Possibly the work of De Marlès may have been heard of by Mlle. Smith without her normal consciousness taking note of it. Either when among her friends or acquaintances, or with her parents, she might have heard some passages read in her young days, etc. The fact that she has no conscious recollection of it proves nothing against such a supposition to any one who is at all familiar with the play of our faculties.
It goes without saying that my method of reasoning is the inverse of that which generally prevails in spiritistic circles. Witness the celebrated Aksakoff, as a single example, who, discovering that a curious typtological message was found already in print in a book which could not readily have come to the knowledge of the medium, and recognizing the fact that the message came from that book, says: “But in what way could the brain of the medium have been made aware of the contents of the book? There is the mystery. I refuse to admit that it could have been through natural means. I believe it was by some occult process.”
Very well! this is plain language, and the frankness of the declaration charms me to such a degree that I cannot resist the temptation to appropriate it for myself in the case of Mlle. Smith and M. de Marlès, transposing only two words: “I refuse to admit that it could have been through occult means. I believe it was by some natural process.” Evidently, in doubtful cases (which are in an enormous majority), in which the natural and the occult explanations are in direct opposition, without the possibility of a material demonstration as to which is true in fact, a decision must be reached in accordance with personal taste and feeling. Between these two methodological points of view a reconciliation is scarcely possible. The reader may think what he will. But, right or wrong, I claim the first of these as my opinion, and regard the tendency of the supernatural and occult to substitute themselves, on account of the insufficiency of our knowledge, for the acquired rights of natural hypothesis, as an unjustifiable reversal of rôles.
To those who shall find my hypothesis decidedly too extravagant—or too simple—remains a choice between the multiple forms of occult hypothesis.
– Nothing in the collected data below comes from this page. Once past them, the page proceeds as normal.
//! # 错误模型模块
//!
//! ## 设计思路
//!
//! 使用单一错误枚举承载裁剪链路中的所有错误来源，避免字符串拼接式错误处理。
//! 通过 `thiserror` 保持人类可读错误，同时让调用侧可按分支匹配。
//!
//! 所有错误都是“可恢复”的：会话层捕获后回退为提交原始图片，不会阻塞保存流程。

/// 裁剪链路统一错误类型。
#[derive(Debug, thiserror::Error)]
pub enum CropError {
    #[error("获取图片失败：{0}")]
    Fetch(String),

    #[error("超时错误：{0}")]
    Timeout(String),

    #[error("格式错误：{0}")]
    InvalidFormat(String),

    #[error("文件错误：{0}")]
    FileSystem(String),

    #[error("资源限制：{0}")]
    ResourceLimit(String),

    #[error("解码错误：{0}")]
    Decode(String),

    #[error("绘制/编码错误：{0}")]
    Rasterization(String),
}

impl CropError {
    /// 稳定错误码，供调用方做分支展示或上报。
    pub fn code(&self) -> &'static str {
        match self {
            Self::Fetch(_) => "E_FETCH",
            Self::Timeout(_) => "E_TIMEOUT",
            Self::InvalidFormat(_) => "E_INVALID_FORMAT",
            Self::FileSystem(_) => "E_FILE_SYSTEM",
            Self::ResourceLimit(_) => "E_RESOURCE_LIMIT",
            Self::Decode(_) => "E_DECODE",
            Self::Rasterization(_) => "E_RASTERIZE",
        }
    }

    /// 出错所在阶段：`fetch` / `decode` / `rasterize`。
    pub fn stage(&self) -> &'static str {
        match self {
            Self::Fetch(_) | Self::Timeout(_) | Self::InvalidFormat(_) | Self::FileSystem(_) => {
                "fetch"
            }
            Self::ResourceLimit(_) | Self::Decode(_) => "decode",
            Self::Rasterization(_) => "rasterize",
        }
    }
}
//! # ASAP 项目封面裁剪引擎：库入口
//!
//! ## 架构总览
//!
//! ```text
//! ┌──────────────────────────────────────────────────────────┐
//! │              调用方（项目表单 / asap-crop CLI）            │
//! │                                                          │
//! │  选图 ── 拖拽 ── 缩放 ── 提交                              │
//! └───────┼──────────────────────────────────────────────────┘
//!         ↕ CropSession (&mut self) / SubmitOutcome
//! ┌───────┼──────────────────────────────────────────────────┐
//! │       ↕            引擎 (Rust)                            │
//! │                                                          │
//! │  ┌─ error ────── AppError (统一错误类型)                  │
//! │  │                                                       │
//! │  ├─ crop ─────── 裁剪状态 + 单槽缓存 + 光栅化              │
//! │  │   ├─ session   交互状态机 / 过期结果丢弃               │
//! │  │   ├─ handler   加载·解码·绘制·编码编排                 │
//! │  │   └─ loader    文件 / URL / data URL 加载与安全校验     │
//! │  │                                                       │
//! │  ├─ settings          JSON 设置文件 ↔ CropConfig          │
//! │  └─ storage           项目图片落盘 (返回 Result)          │
//! └──────────────────────────────────────────────────────────┘
//! ```
//!
//! ## 模块职责
//!
//! | 模块 | 职责 |
//! |------|------|
//! | [`error`] | 统一错误类型 `AppError`，CLI 与存储层的返回类型 |
//! | [`crop`] | 裁剪位置/缩放模型、拖拽映射、方形光栅化与缓存 |
//! | [`settings`] | 可调参数的读取、校验与保存 |
//! | [`storage`] | 项目图片存储目录的获取、写入与统计 |

pub mod error;
pub mod crop;
pub mod settings;
pub mod storage;
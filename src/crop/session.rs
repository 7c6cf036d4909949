//! # 会话层（单张图片的裁剪交互）
//!
//! ## 设计思路
//!
//! `CropSession` 承载一次“选图 → 拖拽/缩放 → 提交”的全部状态：
//! 来源、裁剪状态、拖拽会话与单槽缓存。缓存是实例字段而非全局变量，
//! 生命周期为“首次光栅化时创建，签名变化时替换，来源清空时清除”。
//!
//! ## 实现思路
//!
//! - 交互更新全部是同步的 `&mut self` 调用，不会挂起。
//! - 提交时先生成 `RasterRequest` 快照（含签名与来源代数），
//!   光栅化完成后再由 `finish_rasterization` 校验快照是否仍然有效：
//!   来源或裁剪状态已变化则丢弃结果，不写缓存。
//! - 光栅化失败不阻塞提交：记录日志后回退为原始来源。

use super::drag::{DragSession, Viewport, apply_drag_delta};
use super::state::{CropPosition, CropState, DEFAULT_ZOOM, ZoomFactor, parse_zoom_input};
use super::{CropError, CropHandler, CroppedImage, ImageSource};

/// 单槽缓存条目。
#[derive(Debug, Clone)]
pub struct CropCacheEntry {
    pub signature: String,
    pub output: CroppedImage,
}

/// 提交前的光栅化请求快照。
#[derive(Debug, Clone)]
pub struct RasterRequest {
    pub source: ImageSource,
    pub position: CropPosition,
    pub zoom: ZoomFactor,
    pub signature: String,
    generation: u64,
}

/// 提交计划：无需处理、命中缓存、或需要光栅化。
#[derive(Debug, Clone)]
pub enum SubmitPlan {
    NoImage,
    Cached(CroppedImage),
    Render(RasterRequest),
}

/// 交给保存流程的结果。
#[derive(Debug, Clone)]
pub enum SubmitOutcome {
    /// 当前没有选中图片。
    NoImage,
    /// 方形裁剪结果（新生成或命中缓存）。
    Cropped(CroppedImage),
    /// 光栅化失败，回退为原始来源。
    Original(ImageSource),
    /// 结果到达时状态已变化，已丢弃。
    Discarded,
}

/// 签名：来源标识 + 百分比与缩放（各保留 3 位小数）。
pub fn build_signature(source: &ImageSource, position: CropPosition, zoom: ZoomFactor) -> String {
    format!(
        "{}|{:.3}|{:.3}|{:.3}",
        source.identity(),
        position.x_percent,
        position.y_percent,
        zoom.value()
    )
}

/// 单张图片的裁剪会话。
#[derive(Debug, Default)]
pub struct CropSession {
    source: Option<ImageSource>,
    state: CropState,
    drag: DragSession,
    cache: Option<CropCacheEntry>,
    /// 每次更换/清空来源时递增，用于识别过期的光栅化结果。
    generation: u64,
}

impl CropSession {
    pub fn new() -> Self {
        Self::default()
    }

    pub fn source(&self) -> Option<&ImageSource> {
        self.source.as_ref()
    }

    pub fn position(&self) -> CropPosition {
        self.state.position()
    }

    pub fn zoom(&self) -> ZoomFactor {
        self.state.zoom()
    }

    pub fn drag_state(&self) -> DragSession {
        self.drag
    }

    pub fn cache_entry(&self) -> Option<&CropCacheEntry> {
        self.cache.as_ref()
    }

    /// 选中新来源：无条件回到 `Idle`、中心点、无缩放，并清空缓存。
    pub fn select_source(&mut self, source: ImageSource) {
        log::debug!("🖼️ 选中新图片来源：{}", source.hint());
        self.source = Some(source);
        self.reset_interaction();
    }

    /// 清空来源（例如移除预览图）。
    pub fn clear_source(&mut self) {
        self.source = None;
        self.reset_interaction();
    }

    fn reset_interaction(&mut self) {
        self.state.reset();
        self.drag.reset();
        self.cache = None;
        self.generation = self.generation.wrapping_add(1);
    }

    fn invalidate_cache(&mut self) {
        if self.cache.take().is_some() {
            log::debug!("🧹 裁剪状态变化，缓存已失效");
        }
    }

    /// 直接设置裁剪位置（例如从已保存的项目恢复）。
    pub fn set_crop_position(&mut self, x_percent: f64, y_percent: f64) {
        if self.state.set_crop_position(x_percent, y_percent) {
            self.invalidate_cache();
        }
    }

    /// 设置缩放，返回夹紧后的值是否变化。
    pub fn set_zoom(&mut self, candidate: f64) -> bool {
        let changed = self.state.set_zoom(candidate);
        if changed {
            self.invalidate_cache();
        }
        changed
    }

    /// 放大一档；没有来源时忽略。
    pub fn zoom_in(&mut self) -> bool {
        if self.source.is_none() {
            return false;
        }
        let changed = self.state.zoom_in();
        if changed {
            self.invalidate_cache();
        }
        changed
    }

    /// 缩小一档；没有来源时忽略。
    pub fn zoom_out(&mut self) -> bool {
        if self.source.is_none() {
            return false;
        }
        let changed = self.state.zoom_out();
        if changed {
            self.invalidate_cache();
        }
        changed
    }

    /// 提交缩放输入框的文本，返回应回显的文本。
    ///
    /// 没有来源时回显默认缩放；文本无法解析时保持当前缩放。
    pub fn commit_zoom_input(&mut self, raw: &str) -> String {
        if self.source.is_none() {
            return format!("{:.2}", DEFAULT_ZOOM);
        }

        if let Some(value) = parse_zoom_input(raw) {
            self.set_zoom(value);
        }
        self.zoom_display()
    }

    /// 缩放输入框显示文本（两位小数）。
    pub fn zoom_display(&self) -> String {
        format!("{:.2}", self.state.zoom().value())
    }

    pub fn can_zoom_in(&self) -> bool {
        self.source.is_some() && !self.state.at_max_zoom()
    }

    pub fn can_zoom_out(&self) -> bool {
        self.source.is_some() && !self.state.at_min_zoom()
    }

    /// 指针在预览区按下；没有来源时忽略。
    pub fn pointer_down(&mut self, pointer_id: i64, x: f64, y: f64) -> bool {
        if self.source.is_none() {
            return false;
        }
        self.drag.begin(pointer_id, x, y);
        true
    }

    /// 指针移动，返回裁剪位置是否发生变化。
    ///
    /// 视口未测量时只推进拖拽坐标，不修改位置。
    pub fn pointer_move(&mut self, pointer_id: i64, x: f64, y: f64, viewport: Viewport) -> bool {
        if self.source.is_none() {
            return false;
        }

        let Some((delta_x, delta_y)) = self.drag.advance(pointer_id, x, y) else {
            return false;
        };

        let Some(next) =
            apply_drag_delta(self.state.position(), delta_x, delta_y, viewport, self.state.zoom())
        else {
            log::debug!("📐 视口尚未测量，跳过本次拖拽更新");
            return false;
        };

        let changed = self.state.set_crop_position(next.x_percent, next.y_percent);
        if changed {
            self.invalidate_cache();
        }
        changed
    }

    /// 指针抬起。
    pub fn pointer_up(&mut self, pointer_id: i64) -> bool {
        self.drag.end(pointer_id)
    }

    /// 指针取消（例如系统手势打断），行为与抬起一致。
    pub fn pointer_cancel(&mut self, pointer_id: i64) -> bool {
        self.drag.end(pointer_id)
    }

    /// 当前状态的缓存签名；没有来源时为 `None`。
    pub fn signature(&self) -> Option<String> {
        self.source
            .as_ref()
            .map(|source| build_signature(source, self.state.position(), self.state.zoom()))
    }

    /// 生成提交计划：命中缓存时直接返回结果，否则给出光栅化请求快照。
    pub fn plan_submit(&self) -> SubmitPlan {
        let Some(source) = self.source.as_ref() else {
            return SubmitPlan::NoImage;
        };

        let position = self.state.position();
        let zoom = self.state.zoom();
        let signature = build_signature(source, position, zoom);

        if let Some(entry) = self.cache.as_ref() {
            if entry.signature == signature {
                log::debug!("♻️ 命中裁剪缓存");
                return SubmitPlan::Cached(entry.output.clone());
            }
        }

        SubmitPlan::Render(RasterRequest {
            source: source.clone(),
            position,
            zoom,
            signature,
            generation: self.generation,
        })
    }

    /// 请求快照是否仍与当前会话一致。
    pub fn is_current(&self, request: &RasterRequest) -> bool {
        request.generation == self.generation
            && self.signature().as_deref() == Some(request.signature.as_str())
    }

    /// 接收光栅化结果。
    ///
    /// - 快照已过期（来源或裁剪状态已变化）：无论成败都丢弃，不写缓存
    /// - 成功：写入缓存并返回裁剪结果
    /// - 失败：回退为原始来源
    pub fn finish_rasterization(
        &mut self,
        request: RasterRequest,
        result: Result<CroppedImage, CropError>,
    ) -> SubmitOutcome {
        if !self.is_current(&request) {
            log::info!(
                "🗑️ 裁剪结果已过期（来源或裁剪状态已变化），丢弃 - 成功: {}",
                result.is_ok()
            );
            return SubmitOutcome::Discarded;
        }

        match result {
            Ok(output) => {
                self.cache = Some(CropCacheEntry {
                    signature: request.signature,
                    output: output.clone(),
                });
                SubmitOutcome::Cropped(output)
            }
            Err(err) => {
                log::warn!(
                    "⚠️ 裁剪失败，回退为原始图片 - stage={} code={}：{}",
                    err.stage(),
                    err.code(),
                    err
                );
                SubmitOutcome::Original(request.source)
            }
        }
    }

    /// 提交入口：命中缓存直接返回，否则光栅化一次并写入缓存。
    ///
    /// # 示例
    /// ```rust,no_run
    /// use asap_crop::crop::{CropConfig, CropHandler, CropSession, ImageSource, SubmitOutcome};
    ///
    /// # async fn demo() -> Result<(), asap_crop::crop::CropError> {
    /// let handler = CropHandler::new(CropConfig::default())?;
    /// let mut session = CropSession::new();
    /// session.select_source(ImageSource::Url("https://cdn.example.com/p/cover.png".into()));
    /// session.set_zoom(2.0);
    ///
    /// match session.prepare_for_submit(&handler).await {
    ///     SubmitOutcome::Cropped(image) => {
    ///         println!("{} ({} bytes)", image.name, image.bytes.len())
    ///     }
    ///     SubmitOutcome::Original(_) => println!("使用原图"),
    ///     SubmitOutcome::NoImage | SubmitOutcome::Discarded => {}
    /// }
    /// # Ok(())
    /// # }
    /// ```
    pub async fn prepare_for_submit(&mut self, handler: &CropHandler) -> SubmitOutcome {
        match self.plan_submit() {
            SubmitPlan::NoImage => SubmitOutcome::NoImage,
            SubmitPlan::Cached(output) => SubmitOutcome::Cropped(output),
            SubmitPlan::Render(request) => {
                let result = handler
                    .rasterize(&request.source, request.position, request.zoom)
                    .await;
                self.finish_rasterization(request, result)
            }
        }
    }
}
//! # asap-crop：命令行入口
//!
//! 本文件仅负责参数解析、日志初始化与结果输出。
//! 裁剪逻辑分布在各子模块中，详见 `lib.rs` 架构文档。

use std::path::PathBuf;
use std::process::ExitCode;

use clap::Parser;
use serde::Serialize;

use asap_crop::crop::{
    CropHandler, CropSession, ImageSource, LocalFile, ResampleProfile, SubmitOutcome,
};
use asap_crop::error::AppError;
use asap_crop::{settings, storage};

#[derive(Parser, Debug)]
#[command(
    name = "asap-crop",
    about = "Crop a project image to a square and store it under the owner's project folder",
    version
)]
struct Cli {
    /// Local image path, http(s) URL or data URL
    #[arg(short = 'i', long = "input")]
    input: String,

    /// Horizontal crop position in percent (0-100)
    #[arg(long = "x", default_value_t = 50.0, allow_negative_numbers = true)]
    x: f64,

    /// Vertical crop position in percent (0-100)
    #[arg(long = "y", default_value_t = 50.0, allow_negative_numbers = true)]
    y: f64,

    /// Zoom factor (1-10)
    #[arg(short = 'z', long = "zoom", default_value_t = 1.0, allow_negative_numbers = true)]
    zoom: f64,

    /// Base directory for stored project images
    #[arg(short = 'o', long = "out-dir", default_value = ".")]
    out_dir: PathBuf,

    /// Owner id used as the project folder name
    #[arg(long = "owner", default_value = "local")]
    owner: String,

    /// JSON settings file
    #[arg(short = 'c', long = "config")]
    config: Option<PathBuf>,

    /// Resample profile: quality, balanced or speed
    #[arg(short = 'p', long = "profile")]
    profile: Option<String>,

    /// Print the report as JSON
    #[arg(long = "json")]
    json: bool,
}

#[derive(Debug, Serialize)]
#[serde(rename_all = "camelCase")]
struct Report {
    status: &'static str,
    #[serde(skip_serializing_if = "Option::is_none")]
    name: Option<String>,
    #[serde(skip_serializing_if = "Option::is_none")]
    mime_type: Option<String>,
    #[serde(skip_serializing_if = "Option::is_none")]
    width: Option<u32>,
    #[serde(skip_serializing_if = "Option::is_none")]
    height: Option<u32>,
    #[serde(skip_serializing_if = "Option::is_none")]
    stored_path: Option<String>,
    #[serde(skip_serializing_if = "Option::is_none")]
    url: Option<String>,
    x_percent: f64,
    y_percent: f64,
    zoom: f64,
}

fn is_url_input(input: &str) -> bool {
    let lower = input.trim_start().to_ascii_lowercase();
    lower.starts_with("http://") || lower.starts_with("https://") || lower.starts_with("data:")
}

async fn run(cli: &Cli) -> Result<Report, AppError> {
    let config = settings::load_config(cli.config.as_deref())?;
    let max_file_size = config.max_file_size;
    let handler = CropHandler::new(config)?;

    if let Some(profile) = cli.profile.as_deref() {
        handler.set_resample_profile(ResampleProfile::parse(profile)?)?;
    }

    let source = if is_url_input(&cli.input) {
        ImageSource::Url(cli.input.trim().to_string())
    } else {
        ImageSource::File(LocalFile::from_path(
            PathBuf::from(&cli.input).as_path(),
            max_file_size,
        )?)
    };

    let mut session = CropSession::new();
    session.select_source(source);
    session.set_crop_position(cli.x, cli.y);
    session.set_zoom(cli.zoom);

    let position = session.position();
    let mut report = Report {
        status: "no-image",
        name: None,
        mime_type: None,
        width: None,
        height: None,
        stored_path: None,
        url: None,
        x_percent: position.x_percent,
        y_percent: position.y_percent,
        zoom: session.zoom().value(),
    };

    match session.prepare_for_submit(&handler).await {
        SubmitOutcome::Cropped(image) => {
            let path = storage::store_project_image(
                &cli.out_dir,
                &cli.owner,
                &image.name,
                &image.bytes,
            )?;
            report.status = "cropped";
            report.name = Some(image.name);
            report.mime_type = Some(image.mime_type.to_string());
            report.width = Some(image.width);
            report.height = Some(image.height);
            report.stored_path = Some(path.to_string_lossy().to_string());
        }
        SubmitOutcome::Original(ImageSource::File(file)) => {
            let path = storage::store_project_image(
                &cli.out_dir,
                &cli.owner,
                &file.name,
                &file.bytes,
            )?;
            report.status = "original";
            report.name = Some(file.name);
            report.mime_type = file.mime_type;
            report.stored_path = Some(path.to_string_lossy().to_string());
        }
        SubmitOutcome::Original(ImageSource::Url(url)) => {
            report.status = "original-url";
            report.url = Some(if url.starts_with("data:") {
                "<data-url>".to_string()
            } else {
                url
            });
        }
        SubmitOutcome::Discarded => report.status = "discarded",
        SubmitOutcome::NoImage => {}
    }

    Ok(report)
}

fn print_report(report: &Report) {
    println!("status: {}", report.status);
    if let Some(name) = &report.name {
        println!("name: {}", name);
    }
    if let (Some(width), Some(height)) = (report.width, report.height) {
        println!("size: {}x{}", width, height);
    }
    if let Some(path) = &report.stored_path {
        println!("stored: {}", path);
    }
    if let Some(url) = &report.url {
        println!("url: {}", url);
    }
    println!(
        "crop: x={:.3}% y={:.3}% zoom={:.2}",
        report.x_percent, report.y_percent, report.zoom
    );
}

#[tokio::main]
async fn main() -> ExitCode {
    env_logger::Builder::from_env(env_logger::Env::default().default_filter_or("info")).init();

    let cli = Cli::parse();

    match run(&cli).await {
        Ok(report) => {
            if cli.json {
                match serde_json::to_string_pretty(&report) {
                    Ok(json) => println!("{}", json),
                    Err(err) => {
                        log::error!("序列化结果失败: {err}");
                        return ExitCode::FAILURE;
                    }
                }
            } else {
                print_report(&report);
            }
            ExitCode::SUCCESS
        }
        Err(err) => {
            if cli.json {
                let payload = serde_json::json!({ "status": "error", "error": err });
                println!("{}", payload);
            }
            log::error!("处理失败: {err}");
            ExitCode::FAILURE
        }
    }
}
//! # 数据源与中间模型
//!
//! ## 设计思路
//!
//! 将“外部输入类型”和“流水线中间结果”解耦：
//! - `ImageSource` 表示外部来源语义（本地文件 / 远程 URL）
//! - `RawImageData` 表示已加载但未解码的字节
//! - `CroppedImage` 表示最终交给保存流程的方形图片
//!
//! 字节统一使用 `bytes::Bytes`，会话快照与缓存命中时克隆只增加引用计数。

use std::path::Path;

use bytes::Bytes;
use chrono::{DateTime, Utc};

use super::CropError;

/// 用户在文件选择器中选中的本地文件。
#[derive(Debug, Clone)]
pub struct LocalFile {
    /// 原始文件名（含扩展名）。
    pub name: String,
    /// 文件内容。
    pub bytes: Bytes,
    /// 最后修改时间（Unix 毫秒）。
    pub last_modified: i64,
    /// 选择器声明的 MIME 类型；为空时在加载阶段按文件签名推断。
    pub mime_type: Option<String>,
}

impl LocalFile {
    pub fn new(name: impl Into<String>, bytes: impl Into<Bytes>, last_modified: i64) -> Self {
        Self {
            name: name.into(),
            bytes: bytes.into(),
            last_modified,
            mime_type: None,
        }
    }

    pub fn with_mime_type(mut self, mime_type: impl Into<String>) -> Self {
        self.mime_type = Some(mime_type.into());
        self
    }

    /// 字节大小。
    pub fn size(&self) -> u64 {
        self.bytes.len() as u64
    }

    /// 从磁盘读取文件，模拟文件选择器给出的 `File` 对象。
    ///
    /// 文件名取路径最后一段，修改时间取 metadata，MIME 通过文件签名推断。
    pub fn from_path(path: &Path, max_file_size: u64) -> Result<Self, CropError> {
        log::info!("📁 开始读取本地图片 - 路径: {}", path.display());

        if !path.exists() {
            return Err(CropError::FileSystem(format!(
                "文件不存在：{}",
                path.display()
            )));
        }

        let metadata = std::fs::metadata(path)
            .map_err(|e| CropError::FileSystem(format!("无法读取文件信息：{}", e)))?;

        if metadata.len() > max_file_size {
            return Err(CropError::ResourceLimit(format!(
                "文件过大：{:.2} MB（限制：{:.2} MB）",
                metadata.len() as f64 / 1024.0 / 1024.0,
                max_file_size as f64 / 1024.0 / 1024.0
            )));
        }

        let bytes = std::fs::read(path)
            .map_err(|e| CropError::FileSystem(format!("无法读取图片文件：{}", e)))?;

        let last_modified = metadata
            .modified()
            .map(|time| DateTime::<Utc>::from(time).timestamp_millis())
            .unwrap_or(0);

        let name = path
            .file_name()
            .map(|n| n.to_string_lossy().to_string())
            .unwrap_or_else(|| "project-image".to_string());

        let mime_type = infer::get(&bytes).map(|kind| kind.mime_type().to_string());

        Ok(Self {
            name,
            bytes: Bytes::from(bytes),
            last_modified,
            mime_type,
        })
    }
}

/// 裁剪输入来源。
#[derive(Debug, Clone)]
pub enum ImageSource {
    /// 本地选中的文件。
    File(LocalFile),
    /// 已存储的远程地址（也接受 `data:image/...;base64,` 形式）。
    Url(String),
}

impl ImageSource {
    /// 来源标识，参与缓存签名。
    ///
    /// 文件：`名称|大小|修改时间`；URL：原样使用。
    pub fn identity(&self) -> String {
        match self {
            Self::File(file) => format!("{}|{}|{}", file.name, file.size(), file.last_modified),
            Self::Url(url) => url.clone(),
        }
    }

    pub(crate) fn hint(&self) -> &'static str {
        match self {
            Self::File(_) => "file",
            Self::Url(url) if url.trim_start().starts_with("data:") => "data-url",
            Self::Url(_) => "url",
        }
    }
}

/// 加载阶段输出：原始字节、原始名称与 MIME。
pub(crate) struct RawImageData {
    pub(crate) bytes: Bytes,
    /// 用于推导输出文件名的原始名称。
    pub(crate) name: String,
    /// 来源 MIME（可能不在安全输出集合中，编码阶段再归一化）。
    pub(crate) mime_type: String,
    /// 来源提示（用于日志与诊断）。
    pub(crate) source_hint: &'static str,
}

/// 光栅化输出：方形图片文件。
#[derive(Debug, Clone)]
pub struct CroppedImage {
    /// 输出文件名，例如 `cover-square.jpg`。
    pub name: String,
    /// 输出 MIME 类型。
    pub mime_type: &'static str,
    /// 编码后的文件字节。
    pub bytes: Bytes,
    pub width: u32,
    pub height: u32,
}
Shall it be Leopold who, in his all-powerful state of disincarnation, has read in the closed volume of De Marlès? Or has there, indeed, been a telepathic transmission of this passage from the brain of some unknown terrestrial reader to that of Mlle. Smith? Shall it be with her a case of clairvoyance, of lucidity, of intuition in the astral body; or, again, of trickery on the part of some facetious spirit? And if, taking the reincarnationist theory seriously, it is admitted that Sivrouka, 1401, and Tchandraguiri, are indeed really reminiscences of the past life of Simandini, how explain that curious coincidence in their choice and their spelling with precisely the designations used by M. de Marlès?
Verily my brain reels in the midst of all these alternatives, and I hasten to pass to another subject.